◆ **AIM OF THE TASK**:
Word for word, output the data that follows.

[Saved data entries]
++++++++++++++++++++

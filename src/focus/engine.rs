//! The session engine.
//!
//! Owns the current [`SessionState`] and the configured [`Durations`], applies
//! the tick transition, and forwards phase-complete events to subscribers.
//! Calls that are not valid in the current state (starting twice, ticking
//! while idle, editing durations mid-session) are ignored; callers observe
//! the outcome through the returned snapshot.

use log::{debug, trace};

use crate::focus::clock::{format_clock, format_minutes};
use crate::focus::notify::PhaseListener;
use crate::focus::session::{Phase, SessionState};
use crate::focus::settings::Durations;

/// Drives a single focus/break session.
pub struct SessionEngine {
    state: SessionState,
    durations: Durations,
    listeners: Vec<Box<dyn PhaseListener>>,
}

impl SessionEngine {
    /// Create an idle engine with default durations.
    #[must_use]
    pub fn new() -> Self {
        Self::with_durations(Durations::default())
    }

    /// Create an idle engine with the given durations.
    #[must_use]
    pub fn with_durations(durations: Durations) -> Self {
        Self {
            state: SessionState::idle(),
            durations,
            listeners: Vec::new(),
        }
    }

    /// Register a listener for phase-complete events.
    pub fn subscribe(&mut self, listener: Box<dyn PhaseListener>) {
        self.listeners.push(listener);
    }

    /// Current snapshot.
    #[must_use]
    pub const fn state(&self) -> SessionState {
        self.state
    }

    /// Currently configured durations.
    #[must_use]
    pub const fn durations(&self) -> Durations {
        self.durations
    }

    #[must_use]
    pub const fn is_running(&self) -> bool {
        self.state.running
    }

    /// Start a session with the given durations.
    ///
    /// Ignored while a session is already running.
    pub fn start(&mut self, focus_minutes: u32, break_minutes: u32) -> SessionState {
        if self.state.running {
            debug!("start ignored: session already running");
            return self.state;
        }
        self.durations = Durations::new(focus_minutes, break_minutes);
        self.begin()
    }

    /// Start a session with the stored durations.
    pub fn start_configured(&mut self) -> SessionState {
        if self.state.running {
            debug!("start ignored: session already running");
            return self.state;
        }
        self.begin()
    }

    fn begin(&mut self) -> SessionState {
        self.state = SessionState::started(&self.durations);
        debug!(
            "session started: focus {}m, break {}m",
            self.durations.focus_minutes(),
            self.durations.break_minutes()
        );
        self.state
    }

    /// End the session and return to idle.
    pub fn stop(&mut self) -> SessionState {
        if self.state.is_active() {
            debug!(
                "session stopped after {}s in {}",
                self.state.elapsed_seconds, self.state.phase
            );
        }
        self.state = SessionState::idle();
        self.state
    }

    /// Advance the session by one second.
    ///
    /// Ignored when not running. Listeners are notified after the new state
    /// is in place.
    pub fn tick(&mut self) -> SessionState {
        let (next, event) = self.state.advance(&self.durations);
        self.state = next;

        if let Some(event) = event {
            debug!(
                "{} complete after {}s, now {}",
                event.completed, event.elapsed_seconds, event.next
            );
            for listener in &mut self.listeners {
                listener.phase_complete(&event);
            }
        } else if next.running {
            trace!("tick: {} {}s left", next.phase, next.remaining_seconds);
        }

        self.state
    }

    /// Set the focus duration. Only effective while idle; clamps to 5..=60.
    pub fn set_focus_minutes(&mut self, minutes: u32) {
        if self.edit_allowed() {
            self.durations.set_focus_minutes(minutes);
        }
    }

    /// Set the break duration. Only effective while idle; clamps to 1..=15.
    pub fn set_break_minutes(&mut self, minutes: u32) {
        if self.edit_allowed() {
            self.durations.set_break_minutes(minutes);
        }
    }

    pub fn increment_focus(&mut self) -> bool {
        self.edit_allowed() && self.durations.increment_focus()
    }

    pub fn decrement_focus(&mut self) -> bool {
        self.edit_allowed() && self.durations.decrement_focus()
    }

    pub fn increment_break(&mut self) -> bool {
        self.edit_allowed() && self.durations.increment_break()
    }

    pub fn decrement_break(&mut self) -> bool {
        self.edit_allowed() && self.durations.decrement_break()
    }

    fn edit_allowed(&self) -> bool {
        if self.state.running {
            debug!("duration change ignored: session running");
            return false;
        }
        true
    }

    /// Heading for the current phase, e.g. "Focusing for 25 minutes".
    ///
    /// `None` while idle.
    #[must_use]
    pub fn display_title(&self) -> Option<String> {
        match self.state.phase {
            Phase::Idle => None,
            phase => Some(format!(
                "{} for {}",
                phase.label(),
                format_minutes(phase.minutes(&self.durations))
            )),
        }
    }

    /// Remaining time line, e.g. "24:59 remaining".
    ///
    /// `None` while idle.
    #[must_use]
    pub fn display_remaining(&self) -> Option<String> {
        self.state.is_active().then(|| {
            format!(
                "{} remaining",
                format_clock(u64::from(self.state.remaining_seconds))
            )
        })
    }
}

impl Default for SessionEngine {
    fn default() -> Self {
        Self::new()
    }
}

impl std::fmt::Debug for SessionEngine {
    fn fmt(&self, f: &mut std::fmt::Formatter<'_>) -> std::fmt::Result {
        f.debug_struct("SessionEngine")
            .field("state", &self.state)
            .field("durations", &self.durations)
            .field("listeners", &self.listeners.len())
            .finish()
    }
}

++++++++++++++++++++

◆ **ANSWER TO THIS EXERCISE**:
filename src/focus/engine.rs
//! The session engine.
//!
//! Owns the current [`SessionState`] and the configured [`Durations`], applies
//! the tick transition, and forwards phase-complete events to subscribers.
//! Calls that are not valid in the current state (starting twice, ticking
//! while idle, editing durations mid-session) are ignored; callers observe
//! the outcome through the returned snapshot.

use log::{debug, trace};

use crate::focus::clock::{format_clock, format_minutes};
use crate::focus::notify::PhaseListener;
use crate::focus::session::{Phase, SessionState};
use crate::focus::settings::Durations;

/// Drives a single focus/break session.
pub struct SessionEngine {
    state: SessionState,
    durations: Durations,
    listeners: Vec<Box<dyn PhaseListener>>,
}

impl SessionEngine {
    /// Create an idle engine with default durations.
    #[must_use]
    pub fn new() -> Self {
        Self::with_durations(Durations::default())
    }

    /// Create an idle engine with the given durations.
    #[must_use]
    pub fn with_durations(durations: Durations) -> Self {
        Self {
            state: SessionState::idle(),
            durations,
            listeners: Vec::new(),
        }
    }

    /// Register a listener for phase-complete events.
    pub fn subscribe(&mut self, listener: Box<dyn PhaseListener>) {
        self.listeners.push(listener);
    }

    /// Current snapshot.
    #[must_use]
    pub const fn state(&self) -> SessionState {
        self.state
    }

    /// Currently configured durations.
    #[must_use]
    pub const fn durations(&self) -> Durations {
        self.durations
    }

    #[must_use]
    pub const fn is_running(&self) -> bool {
        self.state.running
    }

    /// Start a session with the given durations.
    ///
    /// Ignored while a session is already running.
    pub fn start(&mut self, focus_minutes: u32, break_minutes: u32) -> SessionState {
        if self.state.running {
            debug!("start ignored: session already running");
            return self.state;
        }
        self.durations = Durations::new(focus_minutes, break_minutes);
        self.begin()
    }

    /// Start a session with the stored durations.
    pub fn start_configured(&mut self) -> SessionState {
        if self.state.running {
            debug!("start ignored: session already running");
            return self.state;
        }
        self.begin()
    }

    fn begin(&mut self) -> SessionState {
        self.state = SessionState::started(&self.durations);
        debug!(
            "session started: focus {}m, break {}m",
            self.durations.focus_minutes(),
            self.durations.break_minutes()
        );
        self.state
    }

    /// End the session and return to idle.
    pub fn stop(&mut self) -> SessionState {
        if self.state.is_active() {
            debug!(
                "session stopped after {}s in {}",
                self.state.elapsed_seconds, self.state.phase
            );
        }
        self.state = SessionState::idle();
        self.state
    }

    /// Advance the session by one second.
    ///
    /// Ignored when not running. Listeners are notified after the new state
    /// is in place.
    pub fn tick(&mut self) -> SessionState {
        let (next, event) = self.state.advance(&self.durations);
        self.state = next;

        if let Some(event) = event {
            debug!(
                "{} complete after {}s, now {}",
                event.completed, event.elapsed_seconds, event.next
            );
            for listener in &mut self.listeners {
                listener.phase_complete(&event);
            }
        } else if next.running {
            trace!("tick: {} {}s left", next.phase, next.remaining_seconds);
        }

        self.state
    }

    /// Set the focus duration. Only effective while idle; clamps to 5..=60.
    pub fn set_focus_minutes(&mut self, minutes: u32) {
        if self.edit_allowed() {
            self.durations.set_focus_minutes(minutes);
        }
    }

    /// Set the break duration. Only effective while idle; clamps to 1..=15.
    pub fn set_break_minutes(&mut self, minutes: u32) {
        if self.edit_allowed() {
            self.durations.set_break_minutes(minutes);
        }
    }

    pub fn increment_focus(&mut self) -> bool {
        self.edit_allowed() && self.durations.increment_focus()
    }

    pub fn decrement_focus(&mut self) -> bool {
        self.edit_allowed() && self.durations.decrement_focus()
    }

    pub fn increment_break(&mut self) -> bool {
        self.edit_allowed() && self.durations.increment_break()
    }

    pub fn decrement_break(&mut self) -> bool {
        self.edit_allowed() && self.durations.decrement_break()
    }

    fn edit_allowed(&self) -> bool {
        if self.state.running {
            debug!("duration change ignored: session running");
            return false;
        }
        true
    }

    /// Heading for the current phase, e.g. "Focusing for 25 minutes".
    ///
    /// `None` while idle.
    #[must_use]
    pub fn display_title(&self) -> Option<String> {
        match self.state.phase {
            Phase::Idle => None,
            phase => Some(format!(
                "{} for {}",
                phase.label(),
                format_minutes(phase.minutes(&self.durations))
            )),
        }
    }

    /// Remaining time line, e.g. "24:59 remaining".
    ///
    /// `None` while idle.
    #[must_use]
    pub fn display_remaining(&self) -> Option<String> {
        self.state.is_active().then(|| {
            format!(
                "{} remaining",
                format_clock(u64::from(self.state.remaining_seconds))
            )
        })
    }
}

impl Default for SessionEngine {
    fn default() -> Self {
        Self::new()
    }
}

impl std::fmt::Debug for SessionEngine {
    fn fmt(&self, f: &mut std::fmt::Formatter<'_>) -> std::fmt::Result {
        f.debug_struct("SessionEngine")
            .field("state", &self.state)
            .field("durations", &self.durations)
            .field("listeners", &self.listeners.len())
            .finish()
    }
}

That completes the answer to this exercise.